### Task data:

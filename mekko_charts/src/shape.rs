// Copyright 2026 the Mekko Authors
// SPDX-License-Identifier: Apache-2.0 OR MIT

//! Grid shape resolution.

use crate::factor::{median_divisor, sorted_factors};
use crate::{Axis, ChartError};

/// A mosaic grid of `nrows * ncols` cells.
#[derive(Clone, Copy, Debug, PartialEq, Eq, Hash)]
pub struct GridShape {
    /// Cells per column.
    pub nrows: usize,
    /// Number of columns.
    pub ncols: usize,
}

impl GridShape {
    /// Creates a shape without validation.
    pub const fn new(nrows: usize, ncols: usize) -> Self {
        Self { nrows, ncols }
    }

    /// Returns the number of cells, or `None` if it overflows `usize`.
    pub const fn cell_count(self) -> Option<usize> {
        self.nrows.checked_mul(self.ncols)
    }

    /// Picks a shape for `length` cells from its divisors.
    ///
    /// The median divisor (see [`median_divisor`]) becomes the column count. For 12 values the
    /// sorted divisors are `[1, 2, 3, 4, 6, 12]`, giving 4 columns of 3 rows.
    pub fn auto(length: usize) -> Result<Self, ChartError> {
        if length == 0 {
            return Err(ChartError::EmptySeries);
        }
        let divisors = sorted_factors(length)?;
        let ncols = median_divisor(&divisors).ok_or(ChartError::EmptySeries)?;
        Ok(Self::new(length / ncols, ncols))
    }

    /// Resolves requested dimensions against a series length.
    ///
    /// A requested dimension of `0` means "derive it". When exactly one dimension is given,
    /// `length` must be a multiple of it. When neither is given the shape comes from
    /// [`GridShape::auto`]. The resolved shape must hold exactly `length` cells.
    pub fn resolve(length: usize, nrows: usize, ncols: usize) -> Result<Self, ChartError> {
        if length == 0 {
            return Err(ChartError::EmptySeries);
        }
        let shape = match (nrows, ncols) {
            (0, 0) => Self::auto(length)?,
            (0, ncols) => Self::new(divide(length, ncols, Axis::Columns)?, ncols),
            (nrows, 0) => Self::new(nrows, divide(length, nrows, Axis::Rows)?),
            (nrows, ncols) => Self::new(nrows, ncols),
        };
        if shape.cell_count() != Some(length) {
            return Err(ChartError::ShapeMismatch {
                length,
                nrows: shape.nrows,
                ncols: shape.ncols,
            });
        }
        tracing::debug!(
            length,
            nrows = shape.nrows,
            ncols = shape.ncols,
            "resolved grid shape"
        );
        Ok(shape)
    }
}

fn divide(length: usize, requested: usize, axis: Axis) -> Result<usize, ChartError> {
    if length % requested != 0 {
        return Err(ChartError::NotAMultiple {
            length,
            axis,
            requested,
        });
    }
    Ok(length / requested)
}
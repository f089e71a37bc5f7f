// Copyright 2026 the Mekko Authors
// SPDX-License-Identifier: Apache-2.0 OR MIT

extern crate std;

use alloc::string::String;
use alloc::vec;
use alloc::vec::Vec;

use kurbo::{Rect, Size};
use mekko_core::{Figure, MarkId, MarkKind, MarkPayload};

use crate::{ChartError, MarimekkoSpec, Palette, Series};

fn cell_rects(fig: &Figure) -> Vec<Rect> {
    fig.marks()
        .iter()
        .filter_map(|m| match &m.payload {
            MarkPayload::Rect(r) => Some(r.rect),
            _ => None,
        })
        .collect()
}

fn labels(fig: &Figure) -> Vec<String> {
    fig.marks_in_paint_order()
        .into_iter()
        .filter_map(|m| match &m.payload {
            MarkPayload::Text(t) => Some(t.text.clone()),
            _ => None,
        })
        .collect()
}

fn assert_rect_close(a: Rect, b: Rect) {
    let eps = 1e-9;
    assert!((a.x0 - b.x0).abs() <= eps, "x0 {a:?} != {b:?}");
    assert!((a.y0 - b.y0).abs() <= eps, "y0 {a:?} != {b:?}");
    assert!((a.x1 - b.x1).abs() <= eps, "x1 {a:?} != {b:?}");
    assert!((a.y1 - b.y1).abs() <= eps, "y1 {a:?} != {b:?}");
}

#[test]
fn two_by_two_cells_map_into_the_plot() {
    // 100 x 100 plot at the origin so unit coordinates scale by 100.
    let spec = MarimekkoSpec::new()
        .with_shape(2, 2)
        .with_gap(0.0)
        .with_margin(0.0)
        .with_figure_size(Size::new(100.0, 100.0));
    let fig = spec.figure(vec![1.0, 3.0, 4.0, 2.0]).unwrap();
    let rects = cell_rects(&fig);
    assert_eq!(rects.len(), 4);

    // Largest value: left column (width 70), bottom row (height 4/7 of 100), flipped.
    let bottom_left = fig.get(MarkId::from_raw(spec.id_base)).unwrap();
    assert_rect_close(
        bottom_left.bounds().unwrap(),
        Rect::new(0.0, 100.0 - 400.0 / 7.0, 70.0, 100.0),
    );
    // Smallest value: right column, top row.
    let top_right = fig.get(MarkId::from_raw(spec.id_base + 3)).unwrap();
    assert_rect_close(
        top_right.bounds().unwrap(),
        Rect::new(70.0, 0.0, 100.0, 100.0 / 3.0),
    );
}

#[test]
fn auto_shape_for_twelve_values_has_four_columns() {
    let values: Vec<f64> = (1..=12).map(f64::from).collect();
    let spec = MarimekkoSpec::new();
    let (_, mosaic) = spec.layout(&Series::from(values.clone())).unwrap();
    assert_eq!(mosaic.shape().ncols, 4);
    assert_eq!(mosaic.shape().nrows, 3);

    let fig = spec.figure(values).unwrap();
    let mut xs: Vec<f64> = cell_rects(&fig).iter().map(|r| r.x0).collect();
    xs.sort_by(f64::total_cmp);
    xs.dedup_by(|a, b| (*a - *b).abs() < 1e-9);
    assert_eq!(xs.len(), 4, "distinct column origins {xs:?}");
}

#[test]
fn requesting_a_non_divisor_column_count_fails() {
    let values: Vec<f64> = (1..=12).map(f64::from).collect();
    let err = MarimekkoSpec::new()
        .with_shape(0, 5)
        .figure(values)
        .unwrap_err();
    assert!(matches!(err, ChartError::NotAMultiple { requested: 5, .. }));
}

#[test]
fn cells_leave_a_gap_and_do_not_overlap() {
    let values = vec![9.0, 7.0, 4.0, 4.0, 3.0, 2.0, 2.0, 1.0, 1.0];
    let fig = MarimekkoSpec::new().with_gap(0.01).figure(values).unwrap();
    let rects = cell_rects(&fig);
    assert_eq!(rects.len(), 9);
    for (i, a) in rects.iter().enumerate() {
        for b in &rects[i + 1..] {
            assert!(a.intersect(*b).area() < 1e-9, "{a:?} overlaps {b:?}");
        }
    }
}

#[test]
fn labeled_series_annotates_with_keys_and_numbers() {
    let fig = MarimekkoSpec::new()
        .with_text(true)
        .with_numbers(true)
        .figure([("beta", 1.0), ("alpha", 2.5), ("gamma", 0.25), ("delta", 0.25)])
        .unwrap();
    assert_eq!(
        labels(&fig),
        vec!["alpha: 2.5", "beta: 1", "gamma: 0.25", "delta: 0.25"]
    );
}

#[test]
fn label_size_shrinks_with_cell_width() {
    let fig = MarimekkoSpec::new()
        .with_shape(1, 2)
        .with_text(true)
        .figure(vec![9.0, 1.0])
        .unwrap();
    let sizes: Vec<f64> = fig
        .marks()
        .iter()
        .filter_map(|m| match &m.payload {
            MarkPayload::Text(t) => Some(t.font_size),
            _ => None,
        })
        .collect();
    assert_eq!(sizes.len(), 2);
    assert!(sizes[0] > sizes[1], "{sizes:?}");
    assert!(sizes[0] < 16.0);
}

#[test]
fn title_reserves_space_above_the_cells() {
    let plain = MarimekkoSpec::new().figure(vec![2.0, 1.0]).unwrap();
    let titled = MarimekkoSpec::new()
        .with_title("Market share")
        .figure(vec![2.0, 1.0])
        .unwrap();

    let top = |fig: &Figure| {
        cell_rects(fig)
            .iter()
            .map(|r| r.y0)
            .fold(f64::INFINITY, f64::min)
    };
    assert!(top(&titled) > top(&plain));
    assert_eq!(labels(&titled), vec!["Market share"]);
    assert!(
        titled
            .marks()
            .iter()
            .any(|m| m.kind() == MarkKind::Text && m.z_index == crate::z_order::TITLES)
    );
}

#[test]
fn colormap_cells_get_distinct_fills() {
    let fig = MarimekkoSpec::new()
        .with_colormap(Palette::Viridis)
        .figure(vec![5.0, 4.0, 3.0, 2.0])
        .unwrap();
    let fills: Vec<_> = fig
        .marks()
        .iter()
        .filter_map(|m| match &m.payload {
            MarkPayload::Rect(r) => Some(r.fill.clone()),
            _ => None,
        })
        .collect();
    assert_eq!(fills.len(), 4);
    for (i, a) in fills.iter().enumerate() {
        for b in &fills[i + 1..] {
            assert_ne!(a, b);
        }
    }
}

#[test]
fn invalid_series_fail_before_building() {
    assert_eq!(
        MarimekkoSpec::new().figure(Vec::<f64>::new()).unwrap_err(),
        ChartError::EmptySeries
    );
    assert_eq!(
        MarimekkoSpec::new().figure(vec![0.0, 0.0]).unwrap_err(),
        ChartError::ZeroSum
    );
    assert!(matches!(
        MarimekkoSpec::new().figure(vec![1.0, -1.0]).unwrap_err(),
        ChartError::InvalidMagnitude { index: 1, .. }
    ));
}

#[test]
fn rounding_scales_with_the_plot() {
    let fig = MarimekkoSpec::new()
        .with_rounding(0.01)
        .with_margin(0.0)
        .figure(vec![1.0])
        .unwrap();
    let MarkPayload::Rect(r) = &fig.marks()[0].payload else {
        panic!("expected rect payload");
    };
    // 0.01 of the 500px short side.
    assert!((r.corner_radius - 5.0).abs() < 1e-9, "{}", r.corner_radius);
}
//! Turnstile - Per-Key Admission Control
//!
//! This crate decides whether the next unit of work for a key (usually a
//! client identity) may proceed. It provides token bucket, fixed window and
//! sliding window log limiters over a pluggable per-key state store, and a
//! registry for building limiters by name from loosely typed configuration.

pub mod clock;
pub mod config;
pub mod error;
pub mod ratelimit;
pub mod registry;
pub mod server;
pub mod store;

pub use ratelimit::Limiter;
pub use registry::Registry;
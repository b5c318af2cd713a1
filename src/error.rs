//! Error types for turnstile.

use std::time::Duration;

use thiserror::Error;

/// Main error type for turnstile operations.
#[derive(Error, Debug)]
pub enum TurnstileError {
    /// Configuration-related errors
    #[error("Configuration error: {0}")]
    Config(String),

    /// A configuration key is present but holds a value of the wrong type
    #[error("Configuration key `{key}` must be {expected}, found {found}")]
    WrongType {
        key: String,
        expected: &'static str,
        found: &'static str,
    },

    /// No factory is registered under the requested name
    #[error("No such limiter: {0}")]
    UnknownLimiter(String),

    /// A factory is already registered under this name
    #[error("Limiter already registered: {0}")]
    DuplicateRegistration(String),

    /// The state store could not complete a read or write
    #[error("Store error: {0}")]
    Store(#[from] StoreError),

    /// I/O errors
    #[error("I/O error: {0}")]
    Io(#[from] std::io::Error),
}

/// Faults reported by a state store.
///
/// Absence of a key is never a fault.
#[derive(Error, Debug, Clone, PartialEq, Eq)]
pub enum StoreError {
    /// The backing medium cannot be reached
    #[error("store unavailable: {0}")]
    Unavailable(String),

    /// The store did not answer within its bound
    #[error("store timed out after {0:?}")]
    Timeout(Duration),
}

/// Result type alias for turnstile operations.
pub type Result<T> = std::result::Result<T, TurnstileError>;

### Exercise brief:
In the listing above, find each line containing "unit" and copy it.

### Exercise solution:
    // 100 x 100 plot at the origin so unit coordinates scale by 100.
//! This crate decides whether the next unit of work for a key (usually a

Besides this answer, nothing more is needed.